*Stored data:*
'''

use text_size::TextRange;

use crate::arena::Key;

pub type NodeId = Key<Node>;

#[derive(Debug, Clone, PartialEq, Eq)]
pub struct Node {
    pub kind: NodeKind,
    pub range: TextRange,
    pub parent: Option<NodeId>,
    /// A trailing comment that shares the node's last line. It is not one of
    /// the node's children.
    pub suffix_comment: Option<NodeId>,
}

#[derive(Debug, Clone, Copy, PartialEq, Eq)]
pub enum LiteralKind {
    String,
    Char,
    Number,
    Symbol,
    /// Stands in for an empty statement such as the `;` of `if (x) ;`.
    Placeholder,
}

#[derive(Debug, Clone, Copy, PartialEq, Eq)]
pub enum CommentKind {
    Line,
    Block,
}

#[derive(Debug, Clone, Copy, PartialEq, Eq)]
pub enum IndexorMark {
    FromEnd,
    Range,
    Comma,
}

#[derive(Debug, Clone, Copy, PartialEq, Eq)]
pub enum ControlFlowKind {
    Break,
    Continue,
}

/// Every syntactic form the formatter understands.
///
/// Text-bearing leaves (identifiers, literals, closures) keep no copy of their
/// text; it is recovered from the owning [`Document`](crate::Document) through
/// the node's range.
#[derive(Debug, Clone, PartialEq, Eq)]
pub enum NodeKind {
    Literal {
        kind: LiteralKind,
    },
    /// `@MARKER ... MARKER`, printed verbatim.
    StringBlock,
    Identifier,
    Spread {
        argument: NodeId,
    },

    Array {
        elements: Vec<NodeId>,
    },
    Mapping {
        pairs: Vec<NodeId>,
    },
    MappingPair {
        key: NodeId,
        values: Vec<NodeId>,
    },

    Call {
        callee: NodeId,
        args: Vec<NodeId>,
    },
    /// `object->property`, or `object.property` for struct and class
    /// members. The property is an identifier, a call, or a parenthesized
    /// struct member expression.
    Member {
        object: NodeId,
        property: NodeId,
        dot: bool,
    },
    Index {
        object: NodeId,
        indexor: NodeId,
    },
    Indexor {
        parts: Vec<NodeId>,
    },
    IndexorMark {
        mark: IndexorMark,
    },
    /// `::member` or `scope::member`.
    ParentAccessor {
        scope: Option<NodeId>,
        member: NodeId,
    },

    Binary {
        left: NodeId,
        op: TextRange,
        right: NodeId,
        /// Adjacent literals with no operator between them.
        implied: bool,
    },
    Logical {
        left: NodeId,
        op: TextRange,
        right: NodeId,
    },
    Ternary {
        test: NodeId,
        consequent: NodeId,
        alternate: NodeId,
    },
    /// Postfix `++`/`--` are assignments without a right-hand side.
    Assignment {
        left: NodeId,
        op: TextRange,
        right: Option<NodeId>,
    },
    Unary {
        op: TextRange,
        argument: NodeId,
    },
    TypeCast {
        ty: TextRange,
        is_array: bool,
        argument: NodeId,
    },
    Paren {
        items: Vec<NodeId>,
    },
    /// Comma-joined `for` init/update expressions.
    MultiExpression {
        items: Vec<NodeId>,
    },

    VarDecl {
        modifiers: Vec<TextRange>,
        ty: Option<TextRange>,
        declarators: Vec<NodeId>,
    },
    VarDeclarator {
        /// `None` for an unnamed prototype parameter.
        name: Option<NodeId>,
        is_array: bool,
        by_ref: bool,
        spread: bool,
        init: Option<NodeId>,
        /// The initializer is a parameter default written `name: value`.
        is_default: bool,
    },
    Function {
        modifiers: Vec<TextRange>,
        ty: Option<TextRange>,
        is_array: bool,
        name: NodeId,
        params: Vec<NodeId>,
        body: Option<NodeId>,
    },
    StructDef {
        name: NodeId,
        members: Vec<NodeId>,
    },
    StructLiteral {
        name: TextRange,
        items: Vec<NodeId>,
    },

    If {
        test: NodeId,
        consequent: NodeId,
        alternate: Option<NodeId>,
    },
    Switch {
        test: NodeId,
        cases: Vec<NodeId>,
    },
    /// `test` is `None` for `default:`.
    Case {
        test: Option<NodeId>,
        body: Vec<NodeId>,
    },
    For {
        init: Option<NodeId>,
        test: Option<NodeId>,
        update: Option<NodeId>,
        body: NodeId,
    },
    Foreach {
        vars: Vec<NodeId>,
        iterable: NodeId,
        body: NodeId,
    },
    /// `first .. last` in a foreach head or a case label.
    Range {
        first: NodeId,
        last: NodeId,
    },
    While {
        test: NodeId,
        body: NodeId,
    },
    DoWhile {
        body: NodeId,
        test: NodeId,
    },
    Return {
        argument: Option<NodeId>,
    },
    ControlFlow {
        kind: ControlFlowKind,
    },

    Inherit {
        modifiers: Vec<TextRange>,
        argument: NodeId,
    },
    Directive {
        name: TextRange,
        key: Option<TextRange>,
        /// One entry per source line. A block comment joins the line it starts on.
        args: Vec<TextRange>,
    },
    BlankLine,
    Comment {
        kind: CommentKind,
    },
    CodeBlock {
        /// A comment between a control header and the `{` it opens.
        open_comment: Option<NodeId>,
        statements: Vec<NodeId>,
    },

    /// `#'name`, `#'::name`, `#'!=`, printed verbatim.
    Closure,
    InlineClosure {
        items: Vec<NodeId>,
    },
    Lambda {
        args: NodeId,
        code: NodeId,
    },
    /// `#'[`, `#'[..<]` and friends, printed verbatim.
    LambdaIndexor,
}

impl NodeKind {
    /// Child nodes in source order.
    pub fn children(&self) -> Vec<NodeId> {
        let mut out = Vec::new();

        match self {
            Self::Literal { .. }
            | Self::StringBlock
            | Self::Identifier
            | Self::IndexorMark { .. }
            | Self::ControlFlow { .. }
            | Self::Directive { .. }
            | Self::BlankLine
            | Self::Comment { .. }
            | Self::Closure
            | Self::LambdaIndexor => {}
            Self::Spread { argument }
            | Self::Unary { argument, .. }
            | Self::TypeCast { argument, .. }
            | Self::Inherit { argument, .. } => out.push(*argument),
            Self::Array { elements: items }
            | Self::Mapping { pairs: items }
            | Self::Indexor { parts: items }
            | Self::Paren { items }
            | Self::MultiExpression { items }
            | Self::VarDecl { declarators: items, .. }
            | Self::StructLiteral { items, .. }
            | Self::InlineClosure { items } => out.extend(items),
            Self::MappingPair { key, values } => {
                out.push(*key);
                out.extend(values);
            }
            Self::Call { callee, args } => {
                out.push(*callee);
                out.extend(args);
            }
            Self::Member { object, property, .. } => {
                out.push(*object);
                out.push(*property);
            }
            Self::Index { object, indexor } => {
                out.push(*object);
                out.push(*indexor);
            }
            Self::ParentAccessor { scope, member } => {
                out.extend(*scope);
                out.push(*member);
            }
            Self::Binary { left, right, .. } | Self::Logical { left, right, .. } => {
                out.push(*left);
                out.push(*right);
            }
            Self::Ternary { test, consequent, alternate } => {
                out.push(*test);
                out.push(*consequent);
                out.push(*alternate);
            }
            Self::Assignment { left, right, .. } => {
                out.push(*left);
                out.extend(*right);
            }
            Self::VarDeclarator { name, init, .. } => {
                out.extend(*name);
                out.extend(*init);
            }
            Self::Function { name, params, body, .. } => {
                out.push(*name);
                out.extend(params);
                out.extend(body);
            }
            Self::StructDef { name, members } => {
                out.push(*name);
                out.extend(members);
            }
            Self::If { test, consequent, alternate } => {
                out.push(*test);
                out.push(*consequent);
                out.extend(*alternate);
            }
            Self::Switch { test, cases } => {
                out.push(*test);
                out.extend(cases);
            }
            Self::Case { test, body } => {
                out.extend(*test);
                out.extend(body);
            }
            Self::For { init, test, update, body } => {
                out.extend(*init);
                out.extend(*test);
                out.extend(*update);
                out.push(*body);
            }
            Self::Foreach { vars, iterable, body } => {
                out.extend(vars);
                out.push(*iterable);
                out.push(*body);
            }
            Self::Range { first, last } => {
                out.push(*first);
                out.push(*last);
            }
            Self::While { test, body } => {
                out.push(*test);
                out.push(*body);
            }
            Self::DoWhile { body, test } => {
                out.push(*body);
                out.push(*test);
            }
            Self::Return { argument } => out.extend(*argument),
            Self::CodeBlock { open_comment, statements } => {
                out.extend(*open_comment);
                out.extend(statements);
            }
            Self::Lambda { args, code } => {
                out.push(*args);
                out.push(*code);
            }
        }

        out
    }

    pub fn name(&self) -> &'static str {
        match self {
            Self::Literal { .. } => "Literal",
            Self::StringBlock => "StringBlock",
            Self::Identifier => "Identifier",
            Self::Spread { .. } => "Spread",
            Self::Array { .. } => "Array",
            Self::Mapping { .. } => "Mapping",
            Self::MappingPair { .. } => "MappingPair",
            Self::Call { .. } => "Call",
            Self::Member { .. } => "Member",
            Self::Index { .. } => "Index",
            Self::Indexor { .. } => "Indexor",
            Self::IndexorMark { .. } => "IndexorMark",
            Self::ParentAccessor { .. } => "ParentAccessor",
            Self::Binary { .. } => "Binary",
            Self::Logical { .. } => "Logical",
            Self::Ternary { .. } => "Ternary",
            Self::Assignment { .. } => "Assignment",
            Self::Unary { .. } => "Unary",
            Self::TypeCast { .. } => "TypeCast",
            Self::Paren { .. } => "Paren",
            Self::MultiExpression { .. } => "MultiExpression",
            Self::VarDecl { .. } => "VarDecl",
            Self::VarDeclarator { .. } => "VarDeclarator",
            Self::Function { .. } => "Function",
            Self::StructDef { .. } => "StructDef",
            Self::StructLiteral { .. } => "StructLiteral",
            Self::If { .. } => "If",
            Self::Switch { .. } => "Switch",
            Self::Case { .. } => "Case",
            Self::For { .. } => "For",
            Self::Foreach { .. } => "Foreach",
            Self::Range { .. } => "Range",
            Self::While { .. } => "While",
            Self::DoWhile { .. } => "DoWhile",
            Self::Return { .. } => "Return",
            Self::ControlFlow { .. } => "ControlFlow",
            Self::Inherit { .. } => "Inherit",
            Self::Directive { .. } => "Directive",
            Self::BlankLine => "BlankLine",
            Self::Comment { .. } => "Comment",
            Self::CodeBlock { .. } => "CodeBlock",
            Self::Closure => "Closure",
            Self::InlineClosure { .. } => "InlineClosure",
            Self::Lambda { .. } => "Lambda",
            Self::LambdaIndexor => "LambdaIndexor",
        }
    }

    pub fn is_comment(&self) -> bool {
        matches!(self, Self::Comment { .. })
    }

    pub fn is_binaryish(&self) -> bool {
        matches!(self, Self::Binary { .. } | Self::Logical { .. })
    }

    pub fn is_collection(&self) -> bool {
        matches!(self, Self::Array { .. } | Self::Mapping { .. })
    }
}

'''

*Exercise description:*
Extract every line of the records above that contains the word "LambdaIndexor".

*Final answer:*
    LambdaIndexor,
            | Self::LambdaIndexor => {}
            Self::LambdaIndexor => "LambdaIndexor",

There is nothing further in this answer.